Bref, la plupart du temps, ce n’est pas une partie de plaisir. Mais au-delà de l’examen lui-même, il y a aussi toute la relation de pouvoir qui est présente. Être en face d’une figure d’autorité médicale – sarrau blanc à l’appui – peut être rassurant, mais aussi déstabilisant. Pour plusieurs personnes, cela constitue un frein à nommer ses besoins et limites. De plus, les violences gynécologiques et obstétricales sont bien réelles. D’ailleurs, en 2022 lors d’une entrevue à Radio-Canada, la directrice générale de la Société des obstétriciens et gynécologues du Canada (SOGC), Diane Francoeur, reconnaissait leur existence. Elle disait vouloir « tout faire et tout mettre en œuvre pour que ça cesse ».
Différentes sources de stress et d’anxiété
Parmi les craintes et problématiques fréquemment évoquées par les personnes soignées, on pointe celles-ci :
- Un manque de communication sur les gestes posés et les examens administrés. C’est-à-dire une absence de consentement éclairé face aux soins offerts;
- La peur du jugement : face au poids, à l’hygiène corporelle, à la gestion de la pilosité, aux choix contraceptifs, mais également face à la vie sexuelle (ex.: avoir plusieurs partenaires, préjugés sur l’orientation sexuelle, etc.);
- L’infantilisation qui est parfois ressentie face au personnel médical qui se place en position d’autorité face à la personne soignée, même si celle-ci est l’experte de son propre corps et son ressenti;
- La douleur ou l’inconfort physique minimisée par les personnes soignantes;
- Le fait que, pour de nombreuses personnes encore, aborder tout ce qui se passe en bas de la ceinture est difficile, voire tabou.
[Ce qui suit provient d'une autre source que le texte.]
use codec::{Decode, Encode};
use frame_support::pallet_prelude::RuntimeDebug;
use scale_info::TypeInfo;
use sp_core::U256;
use sp_std::vec::Vec;

/// Fitness metrics stored for one account.
///
/// Every write replaces all fields except `total_workouts`, which counts the
/// writes accepted for the account. Metrics keep the full uint256 range of
/// the contract interface.
#[derive(Clone, Default, Encode, Decode, Eq, PartialEq, RuntimeDebug, TypeInfo)]
pub struct FitnessRecord {
	/// Display name chosen by the account owner (UTF-8, unvalidated)
	pub name: Vec<u8>,
	pub steps: U256,
	/// Distance in meters
	pub running_distance: U256,
	/// Kilocalories
	pub calories_burned: U256,
	/// Minutes
	pub workout_duration: U256,
	/// Beats per minute
	pub heart_rate_avg: U256,
	pub total_workouts: u64,
	/// Unix time in seconds of the last accepted write
	pub last_update: u64,
}

/// Values supplied by a single `set_fitness_data` call.
#[derive(Clone, Default, Encode, Decode, Eq, PartialEq, RuntimeDebug, TypeInfo)]
pub struct WorkoutInput {
	pub steps: U256,
	pub running_distance: U256,
	pub calories_burned: U256,
	pub workout_duration: U256,
	pub heart_rate_avg: U256,
	pub name: Vec<u8>,
}

impl FitnessRecord {
	/// Overwrites every field from `input`, bumping the workout counter.
	///
	/// Returns `None` when the counter would overflow; the record is left
	/// untouched in that case.
	pub fn apply(&mut self, input: WorkoutInput, now: u64) -> Option<()> {
		let total_workouts = self.total_workouts.checked_add(1)?;

		*self = FitnessRecord {
			name: input.name,
			steps: input.steps,
			running_distance: input.running_distance,
			calories_burned: input.calories_burned,
			workout_duration: input.workout_duration,
			heart_rate_avg: input.heart_rate_avg,
			total_workouts,
			last_update: now,
		};
		Some(())
	}
}
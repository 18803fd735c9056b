use fitness_client::networks::LOCALHOST_CHAIN_ID;
use std::path::PathBuf;

#[derive(Debug, clap::Parser)]
#[command(name = "fitness-cli", version, about = "Developer tooling for the fitness data store")]
pub struct Cli {
	#[command(subcommand)]
	pub subcommand: Subcommand,

	/// Chain id of the network to use.
	#[arg(long, env = "FITNESS_CHAIN_ID", default_value_t = LOCALHOST_CHAIN_ID)]
	pub chain_id: u64,

	/// Overrides the RPC URL of the selected network.
	#[arg(long, env = "FITNESS_RPC_URL")]
	pub rpc_url: Option<String>,

	/// JSON list of `{chainId, name, rpcUrl, contract}` replacing the built-in networks.
	#[arg(long, env = "FITNESS_NETWORKS")]
	pub networks: Option<PathBuf>,

	/// Receipt polling interval, in milliseconds.
	#[arg(long, default_value_t = 1000)]
	pub poll_interval_ms: u64,
}

#[derive(Debug, clap::Subcommand)]
pub enum Subcommand {
	/// Print the contract deployment of the selected network.
	Address,

	/// Check the RPC endpoint and the contract behind it.
	Check {
		/// Account to query with `hasFitnessData` and `getTotalWorkouts`.
		#[arg(long)]
		account: String,
	},

	/// Print an account's record as JSON.
	Show {
		account: String,

		/// Sign the reveal message with the account first.
		#[arg(long)]
		reveal: bool,
	},

	/// Submit a workout from an account the node signs for, and wait for it.
	AddWorkout {
		#[arg(long)]
		from: String,

		#[arg(long, default_value = "")]
		steps: String,

		/// Running distance in meters.
		#[arg(long, default_value = "")]
		distance: String,

		#[arg(long, default_value = "")]
		calories: String,

		/// Workout duration in minutes.
		#[arg(long, default_value = "")]
		duration: String,

		/// Average heart rate.
		#[arg(long, default_value = "")]
		heartrate: String,

		#[arg(long, default_value = "")]
		name: String,
	},
}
Que ce soit pour des raisons culturelles, religieuses ou personnelles;
- Des antécédents traumatiques qui ne sont pas pris en compte ou banalisés (ex. : violences gynécologiques, obstétricales, sexuelles, médicales, etc.).
On peut aussi ajouter à la liste toute la question des stérilisations forcées chez les femmes autochtones.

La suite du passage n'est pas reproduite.